O Ministério da Agricultura publicou o Zoneamento Agrícola de Risco Climático (Zarc), ano-safra 2020/2021, para a cultura do trigo, no Diário Oficial da União (DOU), no dia 14 de janeiro. O Zarc indica o melhor período para o plantio do grão.

O engenheiro agrônomo do Deral, Carlos Hugo Godinho, especialista em trigo, adianta que um dos importantes aspectos do novo zoneamento foi a inclusão de áreas arenosas no Zarc para o plantio do trigo. “Então, eventualmente, um produtor que tivesse uma área arenosa e não podia plantar agora terá essa possibilidade”, diz ele. Porém, ressalva, as áreas mais ao Norte do Paraná não devem ter muito crescimento de área para o trigo na próxima safra devido ao bom preço do milho e, se o produtor puder, ele vai optar pelo milho. “Deve haver um pequeno aumento de área para o trigo em relação às áreas que vão ficar ocupadas com soja devido ao plantio tardio”, explica

No Paraná, há várias regiões com solo arenoso, como o Nordeste do Estado, pegando até a região norte na altura de Londrina, segundo informa Godinho.

O pesquisador do IDR-PR Carlos Riede observa que ano a ano vem se buscando aprimorar o zoneamento para evitar perdas e atender às demandas do setor.
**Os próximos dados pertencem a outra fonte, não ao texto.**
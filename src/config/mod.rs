//! Configuration types for the sensor pipeline.

use std::collections::BTreeMap;
use std::fmt;
use std::path::{Path, PathBuf};

use chrono::NaiveDateTime;
use serde::{Deserialize, Serialize};

use crate::core::writers::CsvFormat;
use crate::processors::denoise::BaselineKind;
use crate::processors::gapfill::BoundaryPolicy;
use crate::processors::profile::SplineOrder;

/// A column addressed by header name or zero-based position.
#[derive(Debug, Clone, PartialEq, Eq, Serialize, Deserialize)]
#[serde(untagged)]
pub enum ColumnRef {
    Index(usize),
    Name(String),
}

impl fmt::Display for ColumnRef {
    fn fmt(&self, f: &mut fmt::Formatter<'_>) -> fmt::Result {
        match self {
            ColumnRef::Index(i) => write!(f, "#{}", i),
            ColumnRef::Name(name) => write!(f, "{}", name),
        }
    }
}

impl Default for ColumnRef {
    fn default() -> Self {
        ColumnRef::Index(0)
    }
}

/// Default input and output locations; CLI arguments take precedence.
#[derive(Debug, Clone, Default, Serialize, Deserialize)]
pub struct IoConfig {
    #[serde(default)]
    pub input: Option<PathBuf>,

    #[serde(default)]
    pub output: Option<PathBuf>,
}

/// Column mapping for input files.
#[derive(Debug, Clone, Default, Serialize, Deserialize)]
pub struct InputConfig {
    /// Timestamp column (name or index)
    #[serde(default)]
    pub time_column: ColumnRef,

    /// Measurement columns to keep; empty keeps every non-time column
    #[serde(default)]
    pub value_columns: Vec<String>,

    /// Header renames applied after loading
    #[serde(default)]
    pub rename: BTreeMap<String, String>,

    /// Explicit chrono format for the timestamp column
    #[serde(default)]
    pub time_format: Option<String>,

    /// Workbook sheets read and concatenated in order; empty reads the
    /// first sheet
    #[serde(default)]
    pub sheets: Vec<String>,
}

/// Formatting of written tables.
#[derive(Debug, Clone, Serialize, Deserialize)]
pub struct OutputConfig {
    #[serde(default = "default_time_format")]
    pub time_format: String,

    #[serde(default = "default_date_format")]
    pub date_format: String,

    /// Fixed decimals for values; shortest exact form when absent
    #[serde(default)]
    pub precision: Option<usize>,
}

fn default_time_format() -> String {
    "%Y/%m/%d %H:%M:%S".to_string()
}

fn default_date_format() -> String {
    "%Y-%m-%d".to_string()
}

impl Default for OutputConfig {
    fn default() -> Self {
        Self {
            time_format: default_time_format(),
            date_format: default_date_format(),
            precision: None,
        }
    }
}

impl OutputConfig {
    /// CSV format for minute-resolution tables.
    pub fn csv_format(&self) -> CsvFormat<'_> {
        CsvFormat {
            time_format: &self.time_format,
            precision: self.precision,
        }
    }

    /// CSV format for per-day tables.
    pub fn daily_csv_format(&self) -> CsvFormat<'_> {
        CsvFormat {
            time_format: &self.date_format,
            precision: self.precision,
        }
    }
}

/// Grid used for continuity checks and gap filling.
#[derive(Debug, Clone, Serialize, Deserialize)]
pub struct ContinuityConfig {
    #[serde(default = "default_cadence_minutes")]
    pub cadence_minutes: i64,
}

fn default_cadence_minutes() -> i64 {
    1
}

impl Default for ContinuityConfig {
    fn default() -> Self {
        Self {
            cadence_minutes: default_cadence_minutes(),
        }
    }
}

/// Two-stage median cascade used for the daily ice-thickness summary.
#[derive(Debug, Clone, Serialize, Deserialize)]
pub struct DenoiseConfig {
    /// Long median window in samples (suppresses multi-hour excursions)
    #[serde(default = "default_median_window_global")]
    pub median_window_global: usize,

    /// Short median window in samples (point noise)
    #[serde(default = "default_median_window_local")]
    pub median_window_local: usize,

    /// Final rolling-mean window in samples
    #[serde(default = "default_smooth_window")]
    pub smooth_window: usize,

    /// Days with fewer valid samples are skipped
    #[serde(default = "default_min_daily_samples")]
    pub min_daily_samples: usize,

    #[serde(default = "default_round_decimals")]
    pub round_decimals: u32,
}

fn default_median_window_global() -> usize {
    61
}

fn default_median_window_local() -> usize {
    3
}

fn default_smooth_window() -> usize {
    5
}

fn default_min_daily_samples() -> usize {
    10
}

fn default_round_decimals() -> u32 {
    3
}

impl Default for DenoiseConfig {
    fn default() -> Self {
        Self {
            median_window_global: default_median_window_global(),
            median_window_local: default_median_window_local(),
            smooth_window: default_smooth_window(),
            min_daily_samples: default_min_daily_samples(),
            round_decimals: default_round_decimals(),
        }
    }
}

/// Baseline-tolerance outlier rejection.
#[derive(Debug, Clone, Serialize, Deserialize)]
pub struct RejectionConfig {
    /// Relative half-width of the tolerance band (0.1 = ±10%)
    #[serde(default = "default_threshold")]
    pub threshold: f64,

    /// Rolling baseline window in samples
    #[serde(default = "default_rejection_window")]
    pub window: usize,

    #[serde(default)]
    pub baseline: BaselineKind,

    /// Center the rolling baseline instead of trailing it
    #[serde(default)]
    pub centered: bool,

    #[serde(default = "default_min_periods")]
    pub min_periods: usize,

    /// Rolling-mean window applied to the cleaned, filled series
    #[serde(default = "default_rejection_smooth_window")]
    pub smooth_window: usize,
}

fn default_threshold() -> f64 {
    0.1
}

fn default_rejection_window() -> usize {
    4800
}

fn default_min_periods() -> usize {
    1
}

fn default_rejection_smooth_window() -> usize {
    120
}

impl Default for RejectionConfig {
    fn default() -> Self {
        Self {
            threshold: default_threshold(),
            window: default_rejection_window(),
            baseline: BaselineKind::default(),
            centered: false,
            min_periods: default_min_periods(),
            smooth_window: default_rejection_smooth_window(),
        }
    }
}

/// Gap filling behaviour.
#[derive(Debug, Clone, Default, Serialize, Deserialize)]
pub struct GapFillConfig {
    #[serde(default)]
    pub boundary: BoundaryPolicy,
}

/// Physically plausible bounds; samples outside become missing.
#[derive(Debug, Clone, Copy, PartialEq, Serialize, Deserialize)]
pub struct PhysicalRange {
    pub min: f64,
    pub max: f64,
}

/// Inclusive time window applied before plotting or export.
///
/// Bounds accept any logger timestamp form or a bare date; a bare `end`
/// date includes that whole day.
#[derive(Debug, Clone, Default, PartialEq, Serialize, Deserialize)]
pub struct DateRange {
    #[serde(
        default,
        deserialize_with = "range_bound::deserialize_start",
        serialize_with = "range_bound::serialize"
    )]
    pub start: Option<NaiveDateTime>,

    #[serde(
        default,
        deserialize_with = "range_bound::deserialize_end",
        serialize_with = "range_bound::serialize"
    )]
    pub end: Option<NaiveDateTime>,
}

mod range_bound {
    use chrono::NaiveDateTime;
    use serde::de::Error;
    use serde::{Deserialize, Deserializer, Serializer};

    use crate::core::time::{parse_range_end, parse_timestamp};

    const FORMAT: &str = "%Y-%m-%d %H:%M:%S%.f";

    fn parse_with<'de, D>(
        deserializer: D,
        parse: fn(&str) -> Option<NaiveDateTime>,
    ) -> Result<Option<NaiveDateTime>, D::Error>
    where
        D: Deserializer<'de>,
    {
        match Option::<String>::deserialize(deserializer)? {
            None => Ok(None),
            Some(raw) => parse(&raw).map(Some).ok_or_else(|| {
                D::Error::custom(format!(
                    "invalid date '{}' (expected e.g. 2025-01-20 or 2025-01-20 12:00:00)",
                    raw
                ))
            }),
        }
    }

    pub fn deserialize_start<'de, D>(deserializer: D) -> Result<Option<NaiveDateTime>, D::Error>
    where
        D: Deserializer<'de>,
    {
        parse_with(deserializer, |raw| parse_timestamp(raw, None))
    }

    pub fn deserialize_end<'de, D>(deserializer: D) -> Result<Option<NaiveDateTime>, D::Error>
    where
        D: Deserializer<'de>,
    {
        parse_with(deserializer, parse_range_end)
    }

    pub fn serialize<S>(value: &Option<NaiveDateTime>, serializer: S) -> Result<S::Ok, S::Error>
    where
        S: Serializer,
    {
        match value {
            Some(ts) => serializer.serialize_some(&ts.format(FORMAT).to_string()),
            None => serializer.serialize_none(),
        }
    }
}

/// One stop of a heat-map colour scale.
#[derive(Debug, Clone, PartialEq, Serialize, Deserialize)]
pub struct ColorStop {
    pub value: f64,
    /// Hex colour, e.g. "#00FFFF"
    pub color: String,
}

/// Temperature-chain depth profile and heat-map settings.
#[derive(Debug, Clone, Serialize, Deserialize)]
pub struct ProfileConfig {
    /// Sensor depths in metres (negative below the surface)
    #[serde(default = "default_depths")]
    pub depths: Vec<f64>,

    /// Sensor column for each depth, same order as `depths`
    #[serde(default = "default_profile_columns")]
    pub columns: Vec<String>,

    /// Step of the dense depth axis in metres
    #[serde(default = "default_depth_step")]
    pub step: f64,

    /// Spline order; chosen from the sensor count when absent
    #[serde(default)]
    pub order: Option<SplineOrder>,

    #[serde(default = "default_vmin")]
    pub vmin: f64,

    #[serde(default = "default_vmax")]
    pub vmax: f64,

    #[serde(default = "default_color_stops")]
    pub color_stops: Vec<ColorStop>,
}

fn default_depths() -> Vec<f64> {
    vec![0.0, -0.2, -0.4, -0.6, -0.8]
}

fn default_profile_columns() -> Vec<String> {
    ["temp_0cm", "temp_20cm", "temp_40cm", "temp_60cm", "temp_80cm"]
        .iter()
        .map(|s| s.to_string())
        .collect()
}

fn default_depth_step() -> f64 {
    0.01
}

fn default_vmin() -> f64 {
    -18.0
}

fn default_vmax() -> f64 {
    6.0
}

fn default_color_stops() -> Vec<ColorStop> {
    [
        (-18.0, "#0000FF"), // deep blue
        (-11.0, "#00FFFF"), // cyan
        (-4.0, "#5DEB69"),  // green
        (0.0, "#FFFF00"),   // yellow
        (2.25, "#FD6A0F"),  // orange
        (6.0, "#FF0000"),   // red
    ]
    .iter()
    .map(|&(value, color)| ColorStop {
        value,
        color: color.to_string(),
    })
    .collect()
}

impl Default for ProfileConfig {
    fn default() -> Self {
        Self {
            depths: default_depths(),
            columns: default_profile_columns(),
            step: default_depth_step(),
            order: None,
            vmin: default_vmin(),
            vmax: default_vmax(),
            color_stops: default_color_stops(),
        }
    }
}

/// Ice thickness accumulation from altimeter readings.
#[derive(Debug, Clone, Serialize, Deserialize)]
pub struct IceConfig {
    #[serde(default = "default_altimeter_column")]
    pub altimeter_column: String,

    /// Thickness on the first day, in metres
    #[serde(default = "default_initial_thickness")]
    pub initial_thickness_m: f64,
}

fn default_altimeter_column() -> String {
    "altimeter".to_string()
}

fn default_initial_thickness() -> f64 {
    0.62
}

impl Default for IceConfig {
    fn default() -> Self {
        Self {
            altimeter_column: default_altimeter_column(),
            initial_thickness_m: default_initial_thickness(),
        }
    }
}

/// Directory scanning and batch output naming.
#[derive(Debug, Clone, Serialize, Deserialize)]
pub struct BatchConfig {
    /// File extension to match (case-insensitive)
    #[serde(default = "default_extension")]
    pub extension: String,

    /// Only files whose name contains this text
    #[serde(default)]
    pub name_contains: Option<String>,

    /// Only files whose name matches this regex
    #[serde(default)]
    pub name_pattern: Option<String>,

    /// Files starting with this prefix are skipped (editor lock files)
    #[serde(default = "default_exclude_prefix")]
    pub exclude_prefix: String,

    /// Appended to the stem of gap-filled outputs
    #[serde(default = "default_filled_suffix")]
    pub filled_suffix: String,

    /// Name marker of per-minute files in the daily-average batch
    #[serde(default = "default_per_minute_marker")]
    pub per_minute_marker: String,

    /// Replacement marker for the daily outputs
    #[serde(default = "default_daily_marker")]
    pub daily_marker: String,

    /// Columns extracted by the merge; empty keeps all
    #[serde(default)]
    pub merge_columns: Vec<String>,
}

fn default_extension() -> String {
    "csv".to_string()
}

fn default_exclude_prefix() -> String {
    "~$".to_string()
}

fn default_filled_suffix() -> String {
    "_filled".to_string()
}

fn default_per_minute_marker() -> String {
    "(per-minute)".to_string()
}

fn default_daily_marker() -> String {
    "(daily)".to_string()
}

impl Default for BatchConfig {
    fn default() -> Self {
        Self {
            extension: default_extension(),
            name_contains: None,
            name_pattern: None,
            exclude_prefix: default_exclude_prefix(),
            filled_suffix: default_filled_suffix(),
            per_minute_marker: default_per_minute_marker(),
            daily_marker: default_daily_marker(),
            merge_columns: Vec::new(),
        }
    }
}

/// Rendered image settings.
#[derive(Debug, Clone, Serialize, Deserialize)]
pub struct PlotConfig {
    #[serde(default = "default_width")]
    pub width: u32,

    #[serde(default = "default_height")]
    pub height: u32,

    /// Line colours cycled across panels
    #[serde(default = "default_line_colors")]
    pub line_colors: Vec<String>,
}

fn default_width() -> u32 {
    1920
}

fn default_height() -> u32 {
    1080
}

fn default_line_colors() -> Vec<String> {
    vec!["#E63946".to_string(), "#1D3557".to_string()]
}

impl Default for PlotConfig {
    fn default() -> Self {
        Self {
            width: default_width(),
            height: default_height(),
            line_colors: default_line_colors(),
        }
    }
}

/// Main pipeline configuration combining all sub-configs.
#[derive(Debug, Clone, Default, Serialize, Deserialize)]
pub struct PipelineConfig {
    #[serde(default)]
    pub io: IoConfig,

    #[serde(default)]
    pub input: InputConfig,

    #[serde(default)]
    pub output: OutputConfig,

    #[serde(default)]
    pub continuity: ContinuityConfig,

    #[serde(default)]
    pub denoise: DenoiseConfig,

    #[serde(default)]
    pub rejection: RejectionConfig,

    #[serde(default)]
    pub gap_fill: GapFillConfig,

    #[serde(default)]
    pub physical_range: Option<PhysicalRange>,

    #[serde(default)]
    pub date_range: DateRange,

    #[serde(default)]
    pub profile: ProfileConfig,

    #[serde(default)]
    pub ice: IceConfig,

    #[serde(default)]
    pub batch: BatchConfig,

    #[serde(default)]
    pub plot: PlotConfig,
}

impl PipelineConfig {
    /// Load configuration from a YAML file.
    pub fn from_yaml<P: AsRef<Path>>(path: P) -> Result<Self, Box<dyn std::error::Error>> {
        let content = std::fs::read_to_string(path)?;
        let config: PipelineConfig = serde_yaml::from_str(&content)?;
        Ok(config)
    }

    /// Save configuration to a YAML file.
    pub fn to_yaml<P: AsRef<Path>>(&self, path: P) -> Result<(), Box<dyn std::error::Error>> {
        let content = serde_yaml::to_string(self)?;
        std::fs::write(path, content)?;
        Ok(())
    }
}
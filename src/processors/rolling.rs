//! Sliding-window statistics over series with missing values.
//!
//! Windows are counted in samples. Missing values never enter a window:
//! they are skipped when the window advances, and `min_periods` counts only
//! the valid samples present. Centered windows place the label at offset
//! `(size - 1) / 2` from the window start, so an even window leans towards
//! the past by one sample.

use crate::core::error::{ProcessingError, Result};
use crate::core::series::TimeSeries;

/// Where the output label sits relative to the window.
#[derive(Debug, Clone, Copy, PartialEq, Eq)]
pub enum WindowAlignment {
    /// Window ends at the labelled sample.
    Trailing,
    /// Window is centered on the labelled sample.
    Centered,
}

/// Size, alignment and edge behaviour of a rolling window.
#[derive(Debug, Clone, Copy, PartialEq, Eq)]
pub struct RollingWindow {
    pub size: usize,
    pub alignment: WindowAlignment,
    /// Minimum number of valid samples required to emit a value.
    pub min_periods: usize,
}

impl RollingWindow {
    pub fn trailing(size: usize) -> Self {
        Self {
            size,
            alignment: WindowAlignment::Trailing,
            min_periods: 1,
        }
    }

    pub fn centered(size: usize) -> Self {
        Self {
            size,
            alignment: WindowAlignment::Centered,
            min_periods: 1,
        }
    }

    pub fn aligned(size: usize, centered: bool) -> Self {
        if centered {
            Self::centered(size)
        } else {
            Self::trailing(size)
        }
    }

    pub fn with_min_periods(mut self, min_periods: usize) -> Self {
        self.min_periods = min_periods;
        self
    }

    /// Inclusive-exclusive index range covered by the window labelled `i`.
    fn bounds(&self, i: usize, len: usize) -> (usize, usize) {
        let lead = match self.alignment {
            WindowAlignment::Trailing => 0,
            WindowAlignment::Centered => (self.size - 1) / 2,
        };
        let end = (i + lead + 1).min(len);
        let start = (i + lead + 1).saturating_sub(self.size);
        (start, end)
    }
}

/// A statistic that can be maintained incrementally as a window slides.
pub trait WindowStatistic: Default {
    fn insert(&mut self, value: f64);
    fn remove(&mut self, value: f64);
    fn count(&self) -> usize;
    /// Current statistic, `None` for an empty window.
    fn value(&self) -> Option<f64>;
}

/// Running mean.
#[derive(Debug, Default)]
pub struct SlidingMean {
    sum: f64,
    count: usize,
}

impl WindowStatistic for SlidingMean {
    #[inline]
    fn insert(&mut self, value: f64) {
        self.sum += value;
        self.count += 1;
    }

    #[inline]
    fn remove(&mut self, value: f64) {
        self.sum -= value;
        self.count -= 1;
        if self.count == 0 {
            // reset accumulated rounding error
            self.sum = 0.0;
        }
    }

    #[inline]
    fn count(&self) -> usize {
        self.count
    }

    fn value(&self) -> Option<f64> {
        (self.count > 0).then(|| self.sum / self.count as f64)
    }
}

/// Running median over a sorted buffer.
///
/// Insertion and removal are binary searches plus a shift, which stays cheap
/// for the window sizes used on minute data (a few thousand samples).
#[derive(Debug, Default)]
pub struct SlidingMedian {
    sorted: Vec<f64>,
}

impl WindowStatistic for SlidingMedian {
    fn insert(&mut self, value: f64) {
        let pos = self.sorted.partition_point(|x| x.total_cmp(&value).is_lt());
        self.sorted.insert(pos, value);
    }

    fn remove(&mut self, value: f64) {
        let pos = self.sorted.partition_point(|x| x.total_cmp(&value).is_lt());
        if pos < self.sorted.len() && self.sorted[pos].total_cmp(&value).is_eq() {
            self.sorted.remove(pos);
        }
    }

    #[inline]
    fn count(&self) -> usize {
        self.sorted.len()
    }

    fn value(&self) -> Option<f64> {
        let n = self.sorted.len();
        match n {
            0 => None,
            _ if n % 2 == 1 => Some(self.sorted[n / 2]),
            _ => Some((self.sorted[n / 2 - 1] + self.sorted[n / 2]) / 2.0),
        }
    }
}

/// Apply a sliding statistic to a value vector.
///
/// The output has the same length as the input. A position yields `None`
/// when its window holds fewer than `min_periods` valid samples (at least
/// one is always required).
pub fn rolling<S: WindowStatistic>(values: &[Option<f64>], window: RollingWindow) -> Result<Vec<Option<f64>>> {
    if window.size == 0 {
        return Err(ProcessingError::InvalidInput(
            "rolling window size must be at least 1".to_string(),
        ));
    }

    let len = values.len();
    let min_periods = window.min_periods.max(1);
    let mut stat = S::default();
    let mut out = Vec::with_capacity(len);
    let (mut lo, mut hi) = (0usize, 0usize);

    for i in 0..len {
        let (start, end) = window.bounds(i, len);
        while hi < end {
            if let Some(v) = values[hi] {
                stat.insert(v);
            }
            hi += 1;
        }
        while lo < start {
            if let Some(v) = values[lo] {
                stat.remove(v);
            }
            lo += 1;
        }
        out.push(if stat.count() >= min_periods {
            stat.value()
        } else {
            None
        });
    }

    Ok(out)
}

pub fn rolling_median(values: &[Option<f64>], window: RollingWindow) -> Result<Vec<Option<f64>>> {
    rolling::<SlidingMedian>(values, window)
}

pub fn rolling_mean(values: &[Option<f64>], window: RollingWindow) -> Result<Vec<Option<f64>>> {
    rolling::<SlidingMean>(values, window)
}

/// Rolling statistic of a series, keeping its timestamps.
pub fn rolling_series<S: WindowStatistic>(series: &TimeSeries, window: RollingWindow) -> Result<TimeSeries> {
    Ok(TimeSeries::from_parts(
        series.timestamps.clone(),
        rolling::<S>(&series.values, window)?,
    ))
}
Ele alerta, no entanto, que o solo arenoso precisa de mais água e que é preciso também mais cuidados no manejo.

De acordo com o agrometeorologista da Embrapa Trigo, Gilberto Cunha, nas regiões tradicionais de cultivo comercial de trigo no Brasil, os maiores riscos de perda de produção são: geada no espigamento (região temperada); excesso de chuva/umidade elevada, que, na fase inicial de enchimento de grãos, pode causar doenças de espiga de difícil controle (giberela na região temperada e brusone na região tropical) ou acarretar, no período de colheita, a perda de qualidade tecnológica dos grãos; e deficiência hídrica e temperatura elevada (região tropical).

A atualização do Zarc de trigo, ano-safra 2020/2021, levou em consideração algumas demandas propostas pelo setor produtivo ao longo do ano de 2020 e envolveram, basicamente, a inclusão dos solos tipo 1 e a reanálise dos períodos de semeadura de alguns munícipios do norte do Paraná e sul do estado de São Paulo, além de prospecção de novas áreas com aptidão tritícola na região tropical, especialmente nos estados de Minas Gerais, Goiás e Bahia, que vêm se configurando como um novo polo de expansão da triticultura.

Unidades

Estão contempladas no Zarc de Trigo, ano-safra 2020/2021, dez unidades da Federação: Rio Grande do Sul, Santa Catarina, Paraná, São Paulo, Mato Grosso do Sul, Goiás, Distrito Federal e Minas Gerais, para o sistema de sequeiros; e São Paulo, Mato Grosso do Sul, Goiás, Distrito Federal, Minas Gerais, Mato Grosso e Bahia, para o sistema irrigado.

Os maiores produtores de trigo do país são Rio Grande do Sul e Paraná, responsáveis em torno de 85,8% da produção nacional, conforme dados da Conab, divulgados em dezembro de 2020. Com a finalização da colheita do trigo nos principais estados produtores, a produção nacional estimada é de 6,183 milhões de toneladas. Nas principais regiões produtoras, a nova safra 2020/21 tem plantio começando em abril ou maio, com a colheita ocorrendo no decorrer do segundo semestre de 2021.